Work order: Lines with "English" in the records below: say how many there are, and add nothing.

Data extract:
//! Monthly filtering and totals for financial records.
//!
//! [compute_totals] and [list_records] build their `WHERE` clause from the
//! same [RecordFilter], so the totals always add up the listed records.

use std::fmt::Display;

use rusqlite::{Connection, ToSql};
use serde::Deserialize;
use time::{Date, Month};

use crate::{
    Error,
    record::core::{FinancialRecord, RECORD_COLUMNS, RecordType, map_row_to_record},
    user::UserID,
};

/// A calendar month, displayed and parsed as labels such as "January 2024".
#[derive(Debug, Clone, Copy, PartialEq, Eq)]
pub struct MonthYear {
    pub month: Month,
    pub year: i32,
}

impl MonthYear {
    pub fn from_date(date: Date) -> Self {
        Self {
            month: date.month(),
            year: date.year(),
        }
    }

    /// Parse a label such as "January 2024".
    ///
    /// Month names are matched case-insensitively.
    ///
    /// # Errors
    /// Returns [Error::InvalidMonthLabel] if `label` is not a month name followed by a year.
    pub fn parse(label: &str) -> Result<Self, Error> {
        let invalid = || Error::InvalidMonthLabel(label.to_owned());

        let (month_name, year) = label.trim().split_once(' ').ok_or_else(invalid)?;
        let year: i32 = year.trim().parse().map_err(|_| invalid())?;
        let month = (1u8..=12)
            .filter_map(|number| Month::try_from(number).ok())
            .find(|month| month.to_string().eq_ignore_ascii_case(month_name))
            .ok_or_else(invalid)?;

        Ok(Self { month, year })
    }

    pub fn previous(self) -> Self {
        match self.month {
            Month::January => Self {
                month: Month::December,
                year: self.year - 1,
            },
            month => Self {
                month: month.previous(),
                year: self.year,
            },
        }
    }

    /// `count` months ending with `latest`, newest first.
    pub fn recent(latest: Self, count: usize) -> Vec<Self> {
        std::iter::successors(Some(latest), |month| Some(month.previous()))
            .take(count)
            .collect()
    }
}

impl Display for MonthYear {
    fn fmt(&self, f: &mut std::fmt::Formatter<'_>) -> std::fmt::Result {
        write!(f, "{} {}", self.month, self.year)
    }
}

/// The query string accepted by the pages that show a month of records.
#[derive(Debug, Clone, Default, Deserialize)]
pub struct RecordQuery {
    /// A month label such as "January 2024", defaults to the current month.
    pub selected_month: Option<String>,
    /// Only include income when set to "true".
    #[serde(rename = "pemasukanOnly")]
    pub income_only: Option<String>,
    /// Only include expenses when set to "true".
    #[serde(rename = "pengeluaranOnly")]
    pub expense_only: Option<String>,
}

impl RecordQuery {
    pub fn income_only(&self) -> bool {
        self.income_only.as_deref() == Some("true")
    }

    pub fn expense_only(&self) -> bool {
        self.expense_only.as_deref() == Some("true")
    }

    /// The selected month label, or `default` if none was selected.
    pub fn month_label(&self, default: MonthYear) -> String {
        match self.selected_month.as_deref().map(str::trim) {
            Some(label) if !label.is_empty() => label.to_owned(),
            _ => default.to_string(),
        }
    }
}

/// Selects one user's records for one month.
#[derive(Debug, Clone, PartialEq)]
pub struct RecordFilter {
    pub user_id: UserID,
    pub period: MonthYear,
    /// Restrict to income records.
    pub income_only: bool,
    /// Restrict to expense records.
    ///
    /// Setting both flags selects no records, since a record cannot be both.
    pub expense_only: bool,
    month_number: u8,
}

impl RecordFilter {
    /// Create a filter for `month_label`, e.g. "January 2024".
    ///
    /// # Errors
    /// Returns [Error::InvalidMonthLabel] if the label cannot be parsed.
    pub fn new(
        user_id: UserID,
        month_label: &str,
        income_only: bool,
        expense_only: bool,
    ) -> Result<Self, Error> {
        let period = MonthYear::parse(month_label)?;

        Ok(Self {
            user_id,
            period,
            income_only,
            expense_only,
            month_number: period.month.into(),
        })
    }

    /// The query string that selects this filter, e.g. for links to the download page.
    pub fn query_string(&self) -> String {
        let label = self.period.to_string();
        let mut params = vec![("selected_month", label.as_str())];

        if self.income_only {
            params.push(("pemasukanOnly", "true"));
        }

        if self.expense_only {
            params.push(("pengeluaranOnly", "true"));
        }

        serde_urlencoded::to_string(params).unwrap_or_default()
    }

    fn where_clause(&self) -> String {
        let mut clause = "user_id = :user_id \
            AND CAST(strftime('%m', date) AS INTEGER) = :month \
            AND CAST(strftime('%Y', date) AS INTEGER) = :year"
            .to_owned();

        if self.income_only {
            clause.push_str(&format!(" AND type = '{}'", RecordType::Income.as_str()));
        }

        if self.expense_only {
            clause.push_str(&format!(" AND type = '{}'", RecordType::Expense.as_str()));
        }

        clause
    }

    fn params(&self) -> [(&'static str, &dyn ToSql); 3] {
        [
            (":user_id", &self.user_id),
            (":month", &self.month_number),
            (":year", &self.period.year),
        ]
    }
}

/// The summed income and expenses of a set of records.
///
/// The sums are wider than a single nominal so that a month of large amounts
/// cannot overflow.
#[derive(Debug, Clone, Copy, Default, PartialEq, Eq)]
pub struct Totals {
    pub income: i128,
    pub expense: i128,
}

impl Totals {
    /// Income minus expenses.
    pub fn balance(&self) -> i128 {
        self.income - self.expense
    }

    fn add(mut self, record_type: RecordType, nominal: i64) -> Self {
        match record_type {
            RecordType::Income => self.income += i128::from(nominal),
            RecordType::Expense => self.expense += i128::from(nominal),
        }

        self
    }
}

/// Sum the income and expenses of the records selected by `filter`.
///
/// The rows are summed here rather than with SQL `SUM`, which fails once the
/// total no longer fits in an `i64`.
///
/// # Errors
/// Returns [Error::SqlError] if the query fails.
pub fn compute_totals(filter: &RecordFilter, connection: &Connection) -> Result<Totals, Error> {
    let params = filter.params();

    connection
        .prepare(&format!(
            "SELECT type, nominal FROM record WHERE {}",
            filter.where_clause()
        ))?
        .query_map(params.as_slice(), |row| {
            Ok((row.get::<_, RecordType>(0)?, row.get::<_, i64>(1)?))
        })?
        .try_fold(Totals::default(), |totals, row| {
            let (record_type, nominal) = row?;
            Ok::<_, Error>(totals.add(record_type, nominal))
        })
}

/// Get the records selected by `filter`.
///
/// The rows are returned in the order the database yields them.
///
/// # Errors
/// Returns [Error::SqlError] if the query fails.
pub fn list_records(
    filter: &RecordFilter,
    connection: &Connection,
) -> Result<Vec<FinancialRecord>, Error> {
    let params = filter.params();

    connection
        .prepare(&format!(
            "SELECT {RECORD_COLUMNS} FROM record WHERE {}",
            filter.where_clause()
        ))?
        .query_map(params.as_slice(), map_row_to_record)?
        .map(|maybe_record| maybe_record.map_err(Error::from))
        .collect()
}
* * *
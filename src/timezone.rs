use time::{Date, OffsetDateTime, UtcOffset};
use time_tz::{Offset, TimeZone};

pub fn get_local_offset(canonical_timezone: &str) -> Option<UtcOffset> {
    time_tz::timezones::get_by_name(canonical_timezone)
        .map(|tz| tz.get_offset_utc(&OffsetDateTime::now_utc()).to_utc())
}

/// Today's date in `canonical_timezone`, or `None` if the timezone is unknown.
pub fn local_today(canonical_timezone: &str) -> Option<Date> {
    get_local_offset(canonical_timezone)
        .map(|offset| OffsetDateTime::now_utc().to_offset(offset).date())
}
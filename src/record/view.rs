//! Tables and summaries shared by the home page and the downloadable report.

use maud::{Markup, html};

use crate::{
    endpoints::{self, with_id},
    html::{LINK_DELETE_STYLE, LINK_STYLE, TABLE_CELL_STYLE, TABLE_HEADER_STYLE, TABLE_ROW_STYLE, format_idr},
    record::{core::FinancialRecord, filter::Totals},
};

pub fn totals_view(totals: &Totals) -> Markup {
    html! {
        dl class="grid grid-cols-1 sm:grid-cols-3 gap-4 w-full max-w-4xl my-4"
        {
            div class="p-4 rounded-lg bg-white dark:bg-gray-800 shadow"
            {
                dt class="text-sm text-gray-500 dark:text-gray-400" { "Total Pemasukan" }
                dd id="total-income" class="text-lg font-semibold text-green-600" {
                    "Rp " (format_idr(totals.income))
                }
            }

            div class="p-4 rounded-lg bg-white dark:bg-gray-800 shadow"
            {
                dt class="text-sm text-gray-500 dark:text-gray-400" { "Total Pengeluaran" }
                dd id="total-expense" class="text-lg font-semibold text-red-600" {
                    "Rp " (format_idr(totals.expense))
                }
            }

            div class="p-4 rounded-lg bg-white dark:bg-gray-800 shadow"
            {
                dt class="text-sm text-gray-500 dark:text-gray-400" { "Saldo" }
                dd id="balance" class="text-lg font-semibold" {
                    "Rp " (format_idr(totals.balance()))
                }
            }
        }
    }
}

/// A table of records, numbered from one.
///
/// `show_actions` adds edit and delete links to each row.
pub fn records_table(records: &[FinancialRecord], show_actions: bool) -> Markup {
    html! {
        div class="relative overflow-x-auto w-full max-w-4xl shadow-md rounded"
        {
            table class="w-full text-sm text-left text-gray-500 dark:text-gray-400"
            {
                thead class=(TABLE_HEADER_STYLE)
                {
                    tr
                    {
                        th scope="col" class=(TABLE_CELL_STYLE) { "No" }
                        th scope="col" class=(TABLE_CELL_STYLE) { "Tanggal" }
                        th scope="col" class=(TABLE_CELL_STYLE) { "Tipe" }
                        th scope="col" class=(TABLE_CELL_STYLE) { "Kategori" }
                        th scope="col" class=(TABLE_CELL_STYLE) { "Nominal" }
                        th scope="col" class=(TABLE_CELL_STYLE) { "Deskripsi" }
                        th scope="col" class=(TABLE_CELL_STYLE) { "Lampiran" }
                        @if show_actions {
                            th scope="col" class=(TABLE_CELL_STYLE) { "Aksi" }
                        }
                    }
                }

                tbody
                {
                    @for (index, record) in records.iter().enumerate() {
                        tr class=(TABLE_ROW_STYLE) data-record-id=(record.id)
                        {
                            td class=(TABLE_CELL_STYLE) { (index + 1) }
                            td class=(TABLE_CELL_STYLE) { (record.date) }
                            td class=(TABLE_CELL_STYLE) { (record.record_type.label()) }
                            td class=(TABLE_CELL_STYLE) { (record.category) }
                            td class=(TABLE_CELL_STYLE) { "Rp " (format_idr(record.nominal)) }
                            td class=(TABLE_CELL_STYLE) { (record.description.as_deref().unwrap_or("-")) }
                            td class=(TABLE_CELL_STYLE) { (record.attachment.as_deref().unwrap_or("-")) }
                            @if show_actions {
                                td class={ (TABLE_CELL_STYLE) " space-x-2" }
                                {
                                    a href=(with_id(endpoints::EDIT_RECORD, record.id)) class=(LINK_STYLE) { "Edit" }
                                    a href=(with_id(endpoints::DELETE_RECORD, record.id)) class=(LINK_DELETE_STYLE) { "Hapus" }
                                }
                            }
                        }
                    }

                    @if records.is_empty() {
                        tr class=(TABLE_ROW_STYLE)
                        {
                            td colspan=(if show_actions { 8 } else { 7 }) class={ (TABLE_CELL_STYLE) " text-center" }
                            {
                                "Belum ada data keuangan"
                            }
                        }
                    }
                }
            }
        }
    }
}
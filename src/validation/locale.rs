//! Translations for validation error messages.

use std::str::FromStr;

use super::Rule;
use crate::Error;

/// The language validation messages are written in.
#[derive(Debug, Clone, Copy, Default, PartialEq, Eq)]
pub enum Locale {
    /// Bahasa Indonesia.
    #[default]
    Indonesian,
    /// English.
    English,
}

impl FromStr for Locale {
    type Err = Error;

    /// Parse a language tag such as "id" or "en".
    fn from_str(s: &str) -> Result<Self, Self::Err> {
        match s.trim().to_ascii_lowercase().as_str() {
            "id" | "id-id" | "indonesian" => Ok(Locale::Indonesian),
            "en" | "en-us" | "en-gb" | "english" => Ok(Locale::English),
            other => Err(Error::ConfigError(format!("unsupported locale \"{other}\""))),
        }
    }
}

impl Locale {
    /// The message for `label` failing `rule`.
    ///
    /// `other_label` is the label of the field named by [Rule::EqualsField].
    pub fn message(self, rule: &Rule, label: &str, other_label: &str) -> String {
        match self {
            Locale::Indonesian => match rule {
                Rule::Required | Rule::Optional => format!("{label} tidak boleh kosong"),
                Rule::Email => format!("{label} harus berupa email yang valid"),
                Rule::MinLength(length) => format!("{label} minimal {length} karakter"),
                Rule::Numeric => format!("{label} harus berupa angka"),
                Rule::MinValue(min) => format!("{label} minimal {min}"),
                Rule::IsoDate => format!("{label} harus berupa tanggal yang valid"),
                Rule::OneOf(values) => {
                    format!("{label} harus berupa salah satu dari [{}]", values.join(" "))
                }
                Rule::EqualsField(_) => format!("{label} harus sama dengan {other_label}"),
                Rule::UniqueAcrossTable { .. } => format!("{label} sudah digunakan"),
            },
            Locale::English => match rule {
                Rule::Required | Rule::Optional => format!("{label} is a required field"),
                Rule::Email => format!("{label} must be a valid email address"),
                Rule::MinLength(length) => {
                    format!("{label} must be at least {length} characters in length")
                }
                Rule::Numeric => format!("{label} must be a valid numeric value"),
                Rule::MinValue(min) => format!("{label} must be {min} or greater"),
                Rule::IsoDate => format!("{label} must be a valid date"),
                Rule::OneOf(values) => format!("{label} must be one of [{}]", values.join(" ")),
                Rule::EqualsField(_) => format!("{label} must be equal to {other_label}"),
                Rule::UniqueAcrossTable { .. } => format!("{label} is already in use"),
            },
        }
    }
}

Exercise output: 4